The Yayao River—also called the Baishi River (白石河) or Gualing River (瓜岭河)—flows from Huafeng Mountain (华峰山) through Yongning, the Zengcheng Economic and Technological Development Zone, and Xintang before entering the Dong River.

== History ==

=== Early history ===
The Zengcheng County Gazetteer (《增城县志》 Qing Tongzhi edition) records Yayao Township as an established settlement along the East River basin. During the early Song dynasty, the scholar Gu Chengzhi (古成之)—the first imperial-exam laureate from Lingnan—studied at the “Xiangshan Doushi” (香山斗室) near present-day Yayao Township, giving one of the earliest references to the region.

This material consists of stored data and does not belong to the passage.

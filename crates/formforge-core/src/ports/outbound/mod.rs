//! Outbound ports
//!
//! Hexagonal architecture: these are the interfaces that infrastructure must implement.

use async_trait::async_trait;
use chrono::{DateTime, NaiveDateTime, Utc};
use serde::{Deserialize, Serialize};

use crate::domain::aggregates::{Field, FieldValue, Form, Response};
use crate::domain::value_objects::{
    FieldId, FormGroupId, FormId, FormStatus, OwnerId, ResponseId, Slug, TypedValue,
};
use crate::domain::DomainEvent;

/// Repository result type
pub type RepoResult<T> = Result<T, RepositoryError>;

/// Transactional record store.
///
/// Every engine operation runs inside exactly one transaction. Dropping a
/// transaction without calling [`Transaction::commit`] rolls it back.
#[async_trait]
pub trait RecordStore: Send + Sync {
    async fn begin(&self) -> RepoResult<Box<dyn Transaction>>;
}

/// One isolated unit of work.
///
/// Lookups exclude soft-deleted forms and fields. Implementations must
/// reject writes that would leave two PUBLISHED forms sharing a slug or a
/// group, a duplicate (group, version) pair, a duplicate active field key,
/// or a duplicate (response, field) typed row.
#[async_trait]
pub trait Transaction: Send {
    // Forms

    async fn next_form_id(&mut self) -> RepoResult<FormId>;

    async fn insert_form(&mut self, form: &Form) -> RepoResult<()>;

    async fn update_form(&mut self, form: &Form) -> RepoResult<()>;

    async fn find_form(&mut self, id: FormId) -> RepoResult<Option<Form>>;

    async fn find_published_by_slug(&mut self, slug: &Slug) -> RepoResult<Option<Form>>;

    /// Every PUBLISHED row sharing the group or slug, deleted rows included
    async fn published_rows(&mut self, group_id: FormGroupId, slug: &Slug) -> RepoResult<Vec<Form>>;

    /// Highest version in the group, deleted rows included
    async fn max_version(&mut self, group_id: FormGroupId) -> RepoResult<i32>;

    /// Newest first
    async fn list_forms(
        &mut self,
        owner_id: OwnerId,
        status: Option<FormStatus>,
    ) -> RepoResult<Vec<Form>>;

    /// Ascending by version
    async fn list_group(&mut self, group_id: FormGroupId) -> RepoResult<Vec<Form>>;

    // Fields

    async fn next_field_id(&mut self) -> RepoResult<FieldId>;

    async fn insert_field(&mut self, field: &Field) -> RepoResult<()>;

    async fn update_field(&mut self, field: &Field) -> RepoResult<()>;

    async fn find_field(&mut self, form_id: FormId, field_id: FieldId) -> RepoResult<Option<Field>>;

    /// Active fields ascending by display order
    async fn list_fields(&mut self, form_id: FormId) -> RepoResult<Vec<Field>>;

    /// Zero when the form has no active field
    async fn max_display_order(&mut self, form_id: FormId) -> RepoResult<i32>;

    async fn key_exists(&mut self, form_id: FormId, key: &str) -> RepoResult<bool>;

    // Responses

    async fn next_response_id(&mut self) -> RepoResult<ResponseId>;

    /// Response row and its typed rows in one write
    async fn insert_response(&mut self, response: &Response, values: &[FieldValue]) -> RepoResult<()>;

    async fn find_response(
        &mut self,
        form_id: FormId,
        response_id: ResponseId,
    ) -> RepoResult<Option<Response>>;

    /// One page, newest submission first, plus the unpaged total
    async fn list_responses(
        &mut self,
        form_id: FormId,
        window: &SubmittedWindow,
        offset: usize,
        limit: usize,
    ) -> RepoResult<(Vec<Response>, usize)>;

    /// Newest submission first
    async fn all_responses(&mut self, form_id: FormId) -> RepoResult<Vec<Response>>;

    async fn count_responses(&mut self, form_id: FormId) -> RepoResult<usize>;

    /// Hard delete; typed rows go with it
    async fn delete_response(&mut self, response_id: ResponseId) -> RepoResult<()>;

    async fn field_values(&mut self, response_id: ResponseId) -> RepoResult<Vec<FieldValue>>;

    async fn query_field_values(
        &mut self,
        field_id: FieldId,
        filter: &ValueFilter,
    ) -> RepoResult<Vec<FieldValue>>;

    async fn commit(self: Box<Self>) -> RepoResult<()>;
}

/// Inclusive submitted-at bounds
#[derive(Clone, Debug, Default, PartialEq, Serialize, Deserialize)]
pub struct SubmittedWindow {
    pub from: Option<DateTime<Utc>>,
    pub to: Option<DateTime<Utc>>,
}

impl SubmittedWindow {
    pub fn contains(&self, at: DateTime<Utc>) -> bool {
        self.from.map_or(true, |from| at >= from) && self.to.map_or(true, |to| at <= to)
    }
}

/// Predicate over typed rows of one field. Ranges are inclusive.
#[derive(Clone, Debug, PartialEq, Serialize, Deserialize)]
#[serde(tag = "kind", rename_all = "snake_case")]
pub enum ValueFilter {
    TextContains { value: String },
    NumberRange { min: Option<f64>, max: Option<f64> },
    TimestampRange {
        from: Option<NaiveDateTime>,
        to: Option<NaiveDateTime>,
    },
    Boolean { value: bool },
}

impl ValueFilter {
    pub fn matches(&self, value: &TypedValue) -> bool {
        match (self, value) {
            (Self::TextContains { value: needle }, TypedValue::Text(text)) => text.contains(needle.as_str()),
            (Self::NumberRange { min, max }, TypedValue::Number(n)) => {
                min.map_or(true, |min| *n >= min) && max.map_or(true, |max| *n <= max)
            }
            (Self::TimestampRange { from, to }, TypedValue::Timestamp(ts)) => {
                from.map_or(true, |from| *ts >= from) && to.map_or(true, |to| *ts <= to)
            }
            (Self::Boolean { value: wanted }, TypedValue::Boolean(flag)) => wanted == flag,
            _ => false,
        }
    }
}

/// Time source
pub trait Clock: Send + Sync {
    fn now(&self) -> DateTime<Utc>;
}

/// Submission rate policy, consulted before a submission reaches the store
pub trait SubmissionThrottle: Send + Sync {
    /// `origin` is the client network address when the transport knows it
    fn try_acquire(&self, origin: Option<&str>) -> bool;
}

/// Event publisher port
#[async_trait]
pub trait EventPublisher: Send + Sync {
    /// Publish domain events
    async fn publish(&self, events: Vec<DomainEvent>) -> RepoResult<()>;
}

/// Repository error type
#[derive(Debug, Clone, PartialEq, thiserror::Error)]
pub enum RepositoryError {
    #[error("not found: {0}")]
    NotFound(String),

    #[error("conflict: {0}")]
    Conflict(String),

    #[error("duplicate {entity}: {key}")]
    Duplicate { entity: &'static str, key: String },

    #[error("storage error: {0}")]
    Storage(String),

    #[error("serialization error: {0}")]
    Serialization(String),
}

#[cfg(test)]
mod tests {
    use super::*;
    use chrono::{Duration, NaiveDate};

    #[test]
    fn test_window_bounds_are_inclusive() {
        let now = Utc::now();
        let window = SubmittedWindow {
            from: Some(now),
            to: Some(now + Duration::seconds(10)),
        };
        assert!(window.contains(now));
        assert!(window.contains(now + Duration::seconds(10)));
        assert!(!window.contains(now - Duration::seconds(1)));
        assert!(SubmittedWindow::default().contains(now));
    }

    #[test]
    fn test_filters_only_match_their_slot() {
        let range = ValueFilter::NumberRange {
            min: Some(18.0),
            max: Some(30.0),
        };
        assert!(range.matches(&TypedValue::Number(18.0)));
        assert!(range.matches(&TypedValue::Number(30.0)));
        assert!(!range.matches(&TypedValue::Number(31.0)));
        assert!(!range.matches(&TypedValue::Text("25".into())));

        let contains = ValueFilter::TextContains { value: "example".into() };
        assert!(contains.matches(&TypedValue::Text("a@example.com".into())));
        assert!(!contains.matches(&TypedValue::Boolean(true)));

        let day = NaiveDate::from_ymd_opt(2026, 3, 1).unwrap().and_hms_opt(0, 0, 0).unwrap();
        let since = ValueFilter::TimestampRange { from: Some(day), to: None };
        assert!(since.matches(&TypedValue::Timestamp(day)));

        let checked = ValueFilter::Boolean { value: true };
        assert!(checked.matches(&TypedValue::Boolean(true)));
        assert!(!checked.matches(&TypedValue::Boolean(false)));
    }

    #[test]
    fn test_filter_wire_format() {
        let filter: ValueFilter =
            serde_json::from_str(r#"{"kind":"number_range","min":1.5,"max":null}"#).unwrap();
        assert_eq!(filter, ValueFilter::NumberRange { min: Some(1.5), max: None });
    }
}
//! FormForge HTTP API
//!
//! Creator endpoints under `/api/forms` (caller identity from `X-User-Id`,
//! set by the fronting auth proxy) and anonymous respondent endpoints under
//! `/api/public/forms`.

pub mod config;
pub mod error;
pub mod extract;
pub mod models;
pub mod routes;

use std::sync::Arc;

use axum::routing::get;
use axum::Router;
use formforge_core::Engine;
use tower_http::cors::CorsLayer;
use tower_http::trace::TraceLayer;

pub use config::ApiConfig;
pub use models::*;

/// API state
#[derive(Clone)]
pub struct AppState {
    pub engine: Engine,
}

/// Build the API router
pub fn build_router(state: AppState) -> Router {
    Router::new()
        .route("/health", get(routes::health::health_check))
        .nest("/api", api_routes())
        .layer(CorsLayer::permissive())
        .layer(TraceLayer::new_for_http())
        .with_state(Arc::new(state))
}

fn api_routes() -> Router<Arc<AppState>> {
    Router::new()
        .nest("/forms", routes::forms::router())
        .nest("/forms/:form_id/fields", routes::fields::router())
        .nest("/forms/:form_id/responses", routes::responses::router())
        .nest("/public/forms", routes::public::router())
}
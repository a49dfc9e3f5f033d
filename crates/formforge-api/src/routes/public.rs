//! Anonymous respondent endpoints

use std::sync::Arc;

use axum::extract::{Path, State};
use axum::http::StatusCode;
use axum::routing::{get, post};
use axum::{Json, Router};
use formforge_core::{PublicForm, SubmissionCommand, SubmissionReceipt};

use crate::error::ApiResult;
use crate::extract::{Caller, ClientOrigin};
use crate::models::{ApiResponse, SubmitRequest};
use crate::AppState;

pub fn router() -> Router<Arc<AppState>> {
    Router::new()
        .route("/:slug", get(public_form))
        .route("/:slug/submit", post(submit))
}

pub async fn public_form(
    State(state): State<Arc<AppState>>,
    Path(slug): Path<String>,
) -> ApiResult<Json<ApiResponse<PublicForm>>> {
    let form = state.engine.submissions().public_form(&slug).await?;
    Ok(Json(ApiResponse::success(form)))
}

/// Respondent identity is optional; anonymous submissions are the norm
pub async fn submit(
    State(state): State<Arc<AppState>>,
    Path(slug): Path<String>,
    ClientOrigin(origin): ClientOrigin,
    caller: Option<Caller>,
    Json(input): Json<SubmitRequest>,
) -> ApiResult<(StatusCode, Json<ApiResponse<SubmissionReceipt>>)> {
    let command = SubmissionCommand {
        values: input.string_values(),
        honeypot: input.honeypot,
        load_timestamp: input.load_timestamp,
        origin,
        respondent_id: caller.map(|Caller(id)| id),
    };
    let receipt = state.engine.submissions().submit(&slug, command).await?;
    Ok((StatusCode::CREATED, Json(ApiResponse::success(receipt))))
}
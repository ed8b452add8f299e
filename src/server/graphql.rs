// GraphQL server implementation for the employee service
// This creates a standalone HTTP server around the employee schema

use std::net::SocketAddr;
use std::sync::Arc;

use async_graphql::http::GraphiQLSource;
use async_graphql_axum::{GraphQLRequest, GraphQLResponse};
use axum::{
    extract::State,
    http::{HeaderValue, StatusCode},
    response::{Html, IntoResponse},
    routing::get,
    Json, Router, Server,
};
use serde_json::json;
use tower_http::cors::{AllowHeaders, AllowMethods, AllowOrigin, CorsLayer};
use tracing::info;

use crate::engine::{
    document::DocumentStorage,
    graphql::{create_schema_with_storage, EmployeeSchema},
    nats_storage::{NATSStorage, NATSStorageConfig},
    storage::{EmployeeStorage, InMemoryStorage},
};
use crate::{EmployeeServiceError, Result};

/// Origins allowed to call the API from a browser when none are configured
pub const DEFAULT_CORS_ORIGINS: [&str; 2] = ["http://localhost:3000", "http://127.0.0.1:3000"];

/// Static message served on `/`
pub const LIVENESS_MESSAGE: &str = "Employee GraphQL server running";

/// GraphQL server configuration
#[derive(Debug, Clone)]
pub struct GraphQLServerConfig {
    pub host: String,
    pub port: u16,
    pub cors_origins: Vec<String>,
}

impl Default for GraphQLServerConfig {
    fn default() -> Self {
        Self {
            host: "0.0.0.0".to_string(),
            port: 4000,
            cors_origins: DEFAULT_CORS_ORIGINS.iter().map(|o| o.to_string()).collect(),
        }
    }
}

/// GraphQL server
pub struct GraphQLServer {
    config: GraphQLServerConfig,
    storage: Arc<dyn EmployeeStorage>,
}

impl GraphQLServer {
    pub fn new() -> Self {
        Self {
            config: GraphQLServerConfig::default(),
            storage: Arc::new(InMemoryStorage::with_sample_data()),
        }
    }

    pub fn with_storage(mut self, storage: Arc<dyn EmployeeStorage>) -> Self {
        self.storage = storage;
        self
    }

    /// Build the HTTP routes, CORS included
    ///
    /// Fails if a configured CORS origin is not a valid header value.
    pub fn router(&self) -> Result<Router> {
        let schema = create_schema_with_storage(self.storage.clone());

        let app = Router::new()
            .route("/", get(root))
            .route("/graphql", get(graphiql).post(graphql_handler))
            .route("/health", get(health_check))
            .with_state(schema);

        Ok(app.layer(cors_layer(&self.config.cors_origins)?))
    }

    pub async fn run(self) -> std::result::Result<(), Box<dyn std::error::Error>> {
        let app = self.router()?;
        let addr: SocketAddr = format!("{}:{}", self.config.host, self.config.port).parse()?;

        info!("🚀 GraphQL server running on http://{}", addr);
        info!("🔗 GraphQL endpoint: http://{}/graphql", addr);
        info!("🌐 CORS origins: {}", self.config.cors_origins.join(", "));

        // Use axum 0.6 syntax
        Server::bind(&addr).serve(app.into_make_service()).await?;
        Ok(())
    }
}

impl Default for GraphQLServer {
    fn default() -> Self {
        Self::new()
    }
}

/// Builder pattern for server setup
pub struct GraphQLServerBuilder {
    server: GraphQLServer,
}

impl GraphQLServerBuilder {
    pub fn new() -> Self {
        Self {
            server: GraphQLServer::new(),
        }
    }

    pub fn with_storage(mut self, storage: Arc<dyn EmployeeStorage>) -> Self {
        self.server = self.server.with_storage(storage);
        self
    }

    pub fn with_port(mut self, port: u16) -> Self {
        self.server.config.port = port;
        self
    }

    pub fn with_host(mut self, host: impl Into<String>) -> Self {
        self.server.config.host = host.into();
        self
    }

    pub fn with_cors_origins(mut self, origins: Vec<String>) -> Self {
        self.server.config.cors_origins = origins;
        self
    }

    /// Use the NATS backed document store, seeding it when empty
    pub async fn with_nats(mut self, nats_url: &str) -> Result<Self> {
        let nats_config = NATSStorageConfig {
            nats_urls: vec![nats_url.to_string()],
            ..Default::default()
        };

        let nats_storage = NATSStorage::new(nats_config).await?;
        let storage = nats_storage.document_storage();
        seed(&storage).await?;

        self.server = self.server.with_storage(Arc::new(storage));
        Ok(self)
    }

    pub fn build_router(&self) -> Result<Router> {
        self.server.router()
    }

    pub async fn build_and_run(self) -> std::result::Result<(), Box<dyn std::error::Error>> {
        self.server.run().await
    }
}

impl Default for GraphQLServerBuilder {
    fn default() -> Self {
        Self::new()
    }
}

async fn seed(storage: &DocumentStorage) -> Result<()> {
    let inserted = storage.seed_if_empty().await?;
    if inserted > 0 {
        info!("🌱 Inserted {} sample employees", inserted);
    }
    Ok(())
}

/// CORS for the configured origins: any method, any header, credentials allowed
///
/// Wildcards cannot be combined with credentials, so methods and headers are
/// mirrored from the preflight request instead.
fn cors_layer(origins: &[String]) -> Result<CorsLayer> {
    let origins = origins
        .iter()
        .map(|origin| {
            HeaderValue::from_str(origin).map_err(|_| {
                EmployeeServiceError::InvalidInput(format!("invalid CORS origin '{}'", origin))
            })
        })
        .collect::<Result<Vec<_>>>()?;

    Ok(CorsLayer::new()
        .allow_origin(AllowOrigin::list(origins))
        .allow_methods(AllowMethods::mirror_request())
        .allow_headers(AllowHeaders::mirror_request())
        .allow_credentials(true))
}

// GraphQL handler
async fn graphql_handler(State(schema): State<EmployeeSchema>, req: GraphQLRequest) -> GraphQLResponse {
    schema.execute(req.into_inner()).await.into()
}

// GraphiQL interface
async fn graphiql() -> impl IntoResponse {
    Html(GraphiQLSource::build().endpoint("/graphql").finish())
}

// Liveness message
async fn root() -> impl IntoResponse {
    Json(json!({ "message": LIVENESS_MESSAGE }))
}

// Health check endpoint
async fn health_check() -> impl IntoResponse {
    (StatusCode::OK, "Employee GraphQL Server is running!")
}

#[cfg(test)]
mod tests {
    use super::*;
    use axum::body::Body;
    use axum::http::{header, Method, Request};
    use hyper::body::to_bytes;
    use serde_json::Value;
    use tower::ServiceExt;

    fn app() -> Router {
        GraphQLServerBuilder::new().build_router().unwrap()
    }

    async fn json_body(response: axum::response::Response) -> Value {
        let bytes = to_bytes(response.into_body()).await.unwrap();
        serde_json::from_slice(&bytes).unwrap()
    }

    #[tokio::test]
    async fn test_root_returns_liveness_message() {
        let response = app()
            .oneshot(Request::builder().uri("/").body(Body::empty()).unwrap())
            .await
            .unwrap();

        assert_eq!(response.status(), StatusCode::OK);
        assert_eq!(json_body(response).await, json!({ "message": LIVENESS_MESSAGE }));
    }

    #[tokio::test]
    async fn test_health_check() {
        let response = app()
            .oneshot(Request::builder().uri("/health").body(Body::empty()).unwrap())
            .await
            .unwrap();

        assert_eq!(response.status(), StatusCode::OK);
    }

    #[tokio::test]
    async fn test_graphql_post_lists_employees() {
        let request = Request::builder()
            .method(Method::POST)
            .uri("/graphql")
            .header(header::CONTENT_TYPE, "application/json")
            .body(Body::from(json!({ "query": "{ employees { id name } }" }).to_string()))
            .unwrap();

        let response = app().oneshot(request).await.unwrap();

        assert_eq!(response.status(), StatusCode::OK);
        let body = json_body(response).await;
        assert_eq!(body["data"]["employees"].as_array().unwrap().len(), 4);
        assert_eq!(body["data"]["employees"][0]["name"], "John");
    }

    #[tokio::test]
    async fn test_graphql_get_serves_graphiql() {
        let response = app()
            .oneshot(Request::builder().uri("/graphql").body(Body::empty()).unwrap())
            .await
            .unwrap();

        assert_eq!(response.status(), StatusCode::OK);
        let bytes = to_bytes(response.into_body()).await.unwrap();
        assert!(String::from_utf8_lossy(&bytes).contains("graphiql"));
    }

    #[tokio::test]
    async fn test_preflight_from_allowed_origin() {
        let request = Request::builder()
            .method(Method::OPTIONS)
            .uri("/graphql")
            .header(header::ORIGIN, "http://localhost:3000")
            .header(header::ACCESS_CONTROL_REQUEST_METHOD, "POST")
            .header(header::ACCESS_CONTROL_REQUEST_HEADERS, "content-type")
            .body(Body::empty())
            .unwrap();

        let response = app().oneshot(request).await.unwrap();
        let headers = response.headers();

        assert_eq!(headers[header::ACCESS_CONTROL_ALLOW_ORIGIN], "http://localhost:3000");
        assert_eq!(headers[header::ACCESS_CONTROL_ALLOW_CREDENTIALS], "true");
        assert_eq!(headers[header::ACCESS_CONTROL_ALLOW_METHODS], "POST");
    }

    #[tokio::test]
    async fn test_preflight_from_unknown_origin_is_not_allowed() {
        let request = Request::builder()
            .method(Method::OPTIONS)
            .uri("/graphql")
            .header(header::ORIGIN, "http://evil.example")
            .header(header::ACCESS_CONTROL_REQUEST_METHOD, "POST")
            .body(Body::empty())
            .unwrap();

        let response = app().oneshot(request).await.unwrap();

        assert!(response.headers().get(header::ACCESS_CONTROL_ALLOW_ORIGIN).is_none());
    }

    #[test]
    fn test_invalid_cors_origin_is_rejected() {
        let result = GraphQLServerBuilder::new()
            .with_cors_origins(vec!["http://bad\norigin".to_string()])
            .build_router();

        assert!(matches!(result, Err(EmployeeServiceError::InvalidInput(_))));
    }

    #[test]
    fn test_default_config() {
        let config = GraphQLServerConfig::default();

        assert_eq!(config.port, 4000);
        assert_eq!(config.cors_origins, vec!["http://localhost:3000", "http://127.0.0.1:3000"]);
    }
}
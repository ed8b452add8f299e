// Employee GraphQL - Main Server
// Run with: cargo run --bin server

//! # Employee GraphQL Server Binary
//!
//! Starts the HTTP server in front of the employee schema.
//!
//! ## What This Server Provides
//!
//! - **GraphQL API**: `POST /graphql` for employee queries and mutations
//! - **GraphiQL Interface**: `GET /graphql`
//! - **Storage choice**: in-memory sample data (default) or NATS JetStream
//! - **CORS Support**: fixed local origins by default, credentials allowed
//!
//! ## Configuration
//!
//! Every flag can also come from the environment (or a `.env` file):
//! `SERVER_HOST`, `SERVER_PORT`, `EMPLOYEE_STORAGE`, `NATS_URL`,
//! `CORS_ORIGINS`, `LOG_LEVEL`. `RUST_LOG` overrides the log level.

use clap::{Parser, ValueEnum};
use dotenv::dotenv;
use employee_graphql::server::graphql::DEFAULT_CORS_ORIGINS;
use employee_graphql::GraphQLServerBuilder;
use tracing::info;
use tracing_subscriber::EnvFilter;

#[derive(Debug, Clone, Copy, PartialEq, Eq, ValueEnum)]
enum StorageKind {
    /// In-process list seeded with sample rows
    Memory,
    /// NATS JetStream document bucket and id counter
    Nats,
}

#[derive(Parser, Debug)]
#[command(name = "employee-server")]
#[command(about = "GraphQL CRUD server for employee records")]
struct Cli {
    /// Address to bind
    #[arg(long, env = "SERVER_HOST", default_value = "0.0.0.0")]
    host: String,

    /// Port to listen on
    #[arg(long, env = "SERVER_PORT", default_value_t = 4000)]
    port: u16,

    /// Storage backend
    #[arg(long, env = "EMPLOYEE_STORAGE", value_enum, default_value_t = StorageKind::Memory)]
    storage: StorageKind,

    /// NATS server URL (nats storage only)
    #[arg(long, env = "NATS_URL", default_value = "nats://localhost:4222")]
    nats_url: String,

    /// Browser origins allowed by CORS
    #[arg(long = "cors-origin", env = "CORS_ORIGINS", value_delimiter = ',')]
    cors_origins: Vec<String>,

    /// Log level used when RUST_LOG is not set
    #[arg(long, env = "LOG_LEVEL", default_value = "info")]
    log_level: String,
}

#[tokio::main]
async fn main() -> Result<(), Box<dyn std::error::Error>> {
    // .env is optional; real deployments set the environment directly
    if let Err(e) = dotenv() {
        eprintln!("Warning: Could not load .env file: {}", e);
    }

    let cli = Cli::parse();

    let filter = EnvFilter::try_from_default_env().unwrap_or_else(|_| EnvFilter::new(&cli.log_level));
    tracing_subscriber::fmt().with_env_filter(filter).init();

    info!("🚀 Starting Employee GraphQL Server...");
    info!("Server: {}:{}", cli.host, cli.port);

    let cors_origins = if cli.cors_origins.is_empty() {
        DEFAULT_CORS_ORIGINS.iter().map(|o| o.to_string()).collect()
    } else {
        cli.cors_origins
    };

    let mut builder = GraphQLServerBuilder::new()
        .with_host(cli.host)
        .with_port(cli.port)
        .with_cors_origins(cors_origins);

    match cli.storage {
        StorageKind::Memory => {
            info!("📋 Using in-memory employee storage");
        }
        StorageKind::Nats => {
            info!("📡 Using NATS employee storage at {}", cli.nats_url);
            builder = builder.with_nats(&cli.nats_url).await?;
        }
    }

    builder.build_and_run().await?;

    Ok(())
}
// Named sequence counters used to mint employee ids

//! # Sequence Counters
//!
//! A **sequence counter** maps a name (for example `employee_id`) to the last
//! integer it issued. Every call to [`SequenceCounter::next_sequence`] bumps the
//! counter and returns the new value, creating the counter at 1 when it does not
//! exist yet.
//!
//! ## Atomicity
//!
//! The increment and the read of the new value must be one atomic step. Two
//! concurrent callers may never observe the same value, and the values handed
//! out for one name are consecutive. Implementations use the primitive of their
//! backend for this (a lock in process memory, the stream sequence in NATS
//! JetStream) and never read the value first and write it back afterwards.
//!
//! Counters are never decremented. Deleting a record does not give its id back.
//!
//! ## Names
//!
//! A name is one or more ASCII letters, digits, `_` or `-`. Anything else is
//! rejected with `InvalidInput`, so distinct names always mean distinct
//! counters in every backend.

use std::collections::HashMap;

use tokio::sync::Mutex;

use crate::{EmployeeServiceError, Result};

/// Check that `name` can be used as a counter name
pub fn validate_sequence_name(name: &str) -> Result<()> {
    let valid = !name.is_empty()
        && name
            .chars()
            .all(|c| c.is_ascii_alphanumeric() || c == '_' || c == '-');

    if !valid {
        return Err(EmployeeServiceError::InvalidInput(format!(
            "invalid counter name '{}': use ASCII letters, digits, '_' or '-'",
            name
        )));
    }
    Ok(())
}

/// Atomic increment-and-return counters keyed by name
#[async_trait::async_trait]
pub trait SequenceCounter: Send + Sync {
    /// Increment the counter for `name` and return the new value
    ///
    /// The first call for a name returns 1.
    async fn next_sequence(&self, name: &str) -> Result<i64>;

    /// Last value issued for `name`, or 0 if the counter was never used
    async fn current_sequence(&self, name: &str) -> Result<i64>;
}

/// Process-local sequence counters
///
/// One mutex guards every counter; the increment happens while the guard is
/// held so the returned value is unique.
#[derive(Debug, Default)]
pub struct InMemorySequenceCounter {
    counters: Mutex<HashMap<String, i64>>,
}

impl InMemorySequenceCounter {
    pub fn new() -> Self {
        Self::default()
    }

    /// Counter set where `name` has already issued every value up to `last`
    pub fn starting_after(name: &str, last: i64) -> Self {
        let mut counters = HashMap::new();
        counters.insert(name.to_string(), last);
        Self {
            counters: Mutex::new(counters),
        }
    }
}

#[async_trait::async_trait]
impl SequenceCounter for InMemorySequenceCounter {
    async fn next_sequence(&self, name: &str) -> Result<i64> {
        validate_sequence_name(name)?;
        let mut counters = self.counters.lock().await;
        let seq = counters.entry(name.to_string()).or_insert(0);
        *seq += 1;
        Ok(*seq)
    }

    async fn current_sequence(&self, name: &str) -> Result<i64> {
        validate_sequence_name(name)?;
        let counters = self.counters.lock().await;
        Ok(counters.get(name).copied().unwrap_or(0))
    }
}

=== Revolutionary period ===
In July 1938, under the guidance of the Guangdong Youth Anti-Japanese Vanguard (广东青年抗日先锋队), the Chinese Communist Party founded the “Yayao Branch” (中共雅瑶支部).
A related body, the “Guangdong People’s Anti-Japanese Self-Defense Regiment – Zengcheng Yayao Battalion” (广东民众抗日自卫团增城雅瑶大队), was formed later that year with over 200 members. The former Yayao Branch Headquarters at 50 Yaoshi Street in Changxiang Village is preserved as a registered cultural relic.

== Geography and environment ==
The Yayao River basin supports rice paddies, lychee orchards, and fish ponds that have sustained the region for centuries.
In the last 20 years, the Yayao River and other Dong River tributaries have been affected by pollutants—mainly caused by industrial and agricultural runoff. To restore water quality and improve flood protections, the district government launched the “Yayao River Comprehensive Remediation Project” and the “Yayao River Greenway Demonstration Section.”
Completed in 2021, the 3 km greenway links historical villages via scenic walkways, restored wetlands, and cultural interpretation areas.
Follow-up sewage management and eco-restoration projects were announced in 2024.

== Cultural heritage ==

=== Architectural heritage ===
Yayao Township retains traditional Lingnan architectural examples. The Wu Clan Main Ancestral Hall (吴氏大宗祠), dating to the Ming dynasty, features a three-hall, three-courtyard layout with brick carvings and swallow-tail rooflines. Other Qing-era ancestral halls and residences are listed as local-level cultural relics.

=== Traditions and festivals ===
The Yayao River hosts annual dragon-boat day (龙船日) celebrations on the first day of the fifth lunar month in over ten villages.
The Gualing Dragon-Boat Scene (瓜岭龙船景) was inscribed in 2022 as an intangible cultural heritage item of Zengcheng District.

== Modern development ==
Xintang Town spans 85.09 km2, with 33 village committees and 20 residential communities. As of 2025, its population exceeded 560,000, ranking among China’s top 100 towns for industrial output. Xintang is nicknamed China’s “Denim Capital” (中国牛仔服装名镇), hosting a full apparel production chain. Local plans integrate industry with environmental restoration and heritage tourism.

== Culture and tourism ==
Yayao Township features in rural revitalization and heritage-tourism initiatives. The Yayao River Greenway forms a continuous cultural corridor linking architecture, eco-farms, and leisure spaces. “One River, One Heritage Belt” (一河一带) promotes heritage tours, lychee festivals, and dragon-boat exhibitions. Infrastructure improvements and ancestral-hall preservation position Yayao Township as a model “Beautiful Countryside” demonstration.